Yesterday I took my bike, hot afternoon, and went a few miles in the countryside through, ahem, private property — vineyards and pear orchards, and made my way down to a sandbar on the Russian River. Swam in the cool water, a refreshing interlude. No one in sight. These days (especially hot summer days) I jump in just about every body of water I come across. — instant way to tune in to the local environment.

SolFest continues to be a great event. Good spirit. Each year the alternative energy field has new improvements. A lot of things are working now that weren’t 10 years ago. Real Goods, the hosts, have got it together. There’s a guy here with a diesel truck that is rigged up so he drives up to a KFC or MacDonalds, puts a suction hose into their discarded french fry oil. His truck converts it to fuel on the road. My friend Paul Wingate said yesterday with a big grin, “He pays zero for fuel, and he drives 50,000 miles a year. It’s free!”

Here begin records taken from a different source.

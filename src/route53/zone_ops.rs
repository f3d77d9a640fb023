// Copyright (c) 2025 Erick Bourgeois, firestoned
// SPDX-License-Identifier: MIT

//! Idempotent hosted zone create and delete.

use super::delegation::link;
use super::domain::validate_delegation;
use super::oracle::{find_zone, find_zone_id};
use super::provider::ZoneProvider;
use super::types::EnsuredZone;
use crate::dns_errors::ZoneError;
use crate::metrics::{record_zone_created, record_zone_deleted};
use chrono::Utc;
use std::sync::atomic::{AtomicU64, Ordering};
use tracing::{info, warn};

static CALLER_REFERENCE_SEQUENCE: AtomicU64 = AtomicU64::new(0);

/// Build a fresh caller reference for a `CreateHostedZone` request.
///
/// Unique per call, so a retried pass never collides with an earlier attempt.
#[must_use]
pub fn caller_reference(name: &str) -> String {
    let now = Utc::now();
    let nanos = now
        .timestamp_nanos_opt()
        .unwrap_or_else(|| now.timestamp_micros().saturating_mul(1000));
    let sequence = CALLER_REFERENCE_SEQUENCE.fetch_add(1, Ordering::Relaxed);
    format!("{}-{nanos}-{sequence}", name.trim_end_matches('.'))
}

/// Make sure a hosted zone named `name` exists and return its id and
/// delegation set.
///
/// An existing zone is returned as-is, whatever its privacy.
///
/// # Errors
///
/// Returns any provider error from the lookup or the create call.
pub async fn ensure_zone(
    provider: &dyn ZoneProvider,
    name: &str,
    is_private: bool,
) -> Result<EnsuredZone, ZoneError> {
    if let Some(existing) = find_zone(provider, name).await? {
        info!(zone = %name, zone_id = %existing.id, "Hosted zone already exists");
        let delegation_set = provider.get_zone(&existing.id).await?;
        return Ok(EnsuredZone {
            id: existing.id,
            delegation_set,
        });
    }

    let reference = caller_reference(name);
    let created = provider.create_zone(name, is_private, &reference).await?;
    record_zone_created();

    info!(
        zone = %name,
        zone_id = %created.id,
        private = is_private,
        name_servers = ?created.delegation_set.name_servers,
        "Created hosted zone"
    );
    Ok(created.into())
}

/// Make sure both `root` and `name` exist, then delegate `name` from `root`.
///
/// Steps run strictly in order: root zone, child zone, NS link.
///
/// # Errors
///
/// - [`ZoneError::InvalidDomain`] if `name` is not a subdomain of `root`, or
///   if the zone is private; nothing is sent to the provider in that case
/// - any error from the zone or link steps; earlier steps are not undone
pub async fn ensure_zone_with_root(
    provider: &dyn ZoneProvider,
    name: &str,
    root: &str,
    is_private: bool,
) -> Result<EnsuredZone, ZoneError> {
    validate_delegation(name, root, is_private)?;

    ensure_zone(provider, root, is_private).await?;
    let child = ensure_zone(provider, name, is_private).await?;
    link(provider, root, name, &child.delegation_set.name_servers).await?;

    Ok(child)
}

/// Delete the hosted zone named `name`. A missing zone is a no-op.
///
/// # Errors
///
/// Returns any provider error from the lookup or the delete call.
pub async fn delete_zone(provider: &dyn ZoneProvider, name: &str) -> Result<(), ZoneError> {
    let Some(zone_id) = find_zone_id(provider, name).await? else {
        warn!(zone = %name, "Hosted zone not found, nothing to delete");
        return Ok(());
    };

    match provider.delete_zone(&zone_id).await {
        Ok(()) => {
            record_zone_deleted();
            info!(zone = %name, zone_id = %zone_id, "Deleted hosted zone");
            Ok(())
        }
        Err(e) if e.is_not_found() => {
            warn!(zone = %name, zone_id = %zone_id, "Hosted zone disappeared before delete");
            Ok(())
        }
        Err(e) => Err(e),
    }
}

#[cfg(test)]
#[path = "zone_ops_tests.rs"]
mod zone_ops_tests;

Today a builder stopped by. He said he’s now building houses for millionaires and he hates it. “I used to build maximum 1200 sq. ft. houses. Now the mud rooms are that size.” It’s true, just about all the builders I’ve known, if they’ve wanted to stay in the trade, have had to work for big-bucks clients. A lot of people stop in our booth to talk about their houses, or their dreams.

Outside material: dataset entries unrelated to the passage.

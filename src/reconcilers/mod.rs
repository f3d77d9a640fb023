// Copyright (c) 2025 Erick Bourgeois, firestoned
// SPDX-License-Identifier: MIT

//! Kubernetes reconciliation for `DNSZone` resources.
//!
//! # Reconciliation Architecture
//!
//! The operator follows the standard Kubernetes controller pattern:
//!
//! 1. **Watch** - The controller watches `DNSZone` resources
//! 2. **Reconcile** - [`reconcile_dnszone`] compares the declared zone with the provider
//! 3. **Update** - Hosted zones and NS delegations are created or removed
//! 4. **Status** - The outcome is written back to the resource status
//!
//! # Modules
//!
//! - [`dnszone`] - The reconcile state machine
//! - [`finalizers`] - Finalizer helpers gating deletion
//! - [`status`] - Status and condition builders
//! - [`store`] - The resource store seam and its Kubernetes implementation
//! - [`memory_store`] - In-memory store for tests and local runs

pub mod dnszone;
pub mod finalizers;
pub mod memory_store;
pub mod status;
pub mod store;

pub use dnszone::{reconcile_dnszone, ReconcileOutcome};
pub use memory_store::InMemoryZoneStore;
pub use store::{KubeZoneStore, ZoneStore};

use crate::constants::{ERROR_REQUEUE_DURATION_SECS, INVALID_SPEC_REQUEUE_DURATION_SECS};
use crate::dns_errors::ZoneError;
use std::time::Duration;

/// Delay before retrying a pass that failed with `err`.
///
/// Transient failures retry quickly; errors that need a spec change or
/// operator attention back off longer.
#[must_use]
pub fn error_requeue_after(err: &ZoneError) -> Duration {
    if err.is_transient() {
        Duration::from_secs(ERROR_REQUEUE_DURATION_SECS)
    } else {
        Duration::from_secs(INVALID_SPEC_REQUEUE_DURATION_SECS)
    }
}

Last night Lew and I went to the Ukiah Brewing Company in, yes, Ukiah, and heard a great band from Oakland, The Delta Wires. There were less than 30 people there, and these guys were blowing out the rafters. They’re like a blues quartet, but augmented by a horn section playing tightly-orchestrated back-up. I was ready to head for bed after we had dinner, but they woke me right up. The Ukiah Brewery, by the way, makes organic beer that is not only organic, but great. All their food is organic as well, it’s the only 100% organic restaurant I’ve seen.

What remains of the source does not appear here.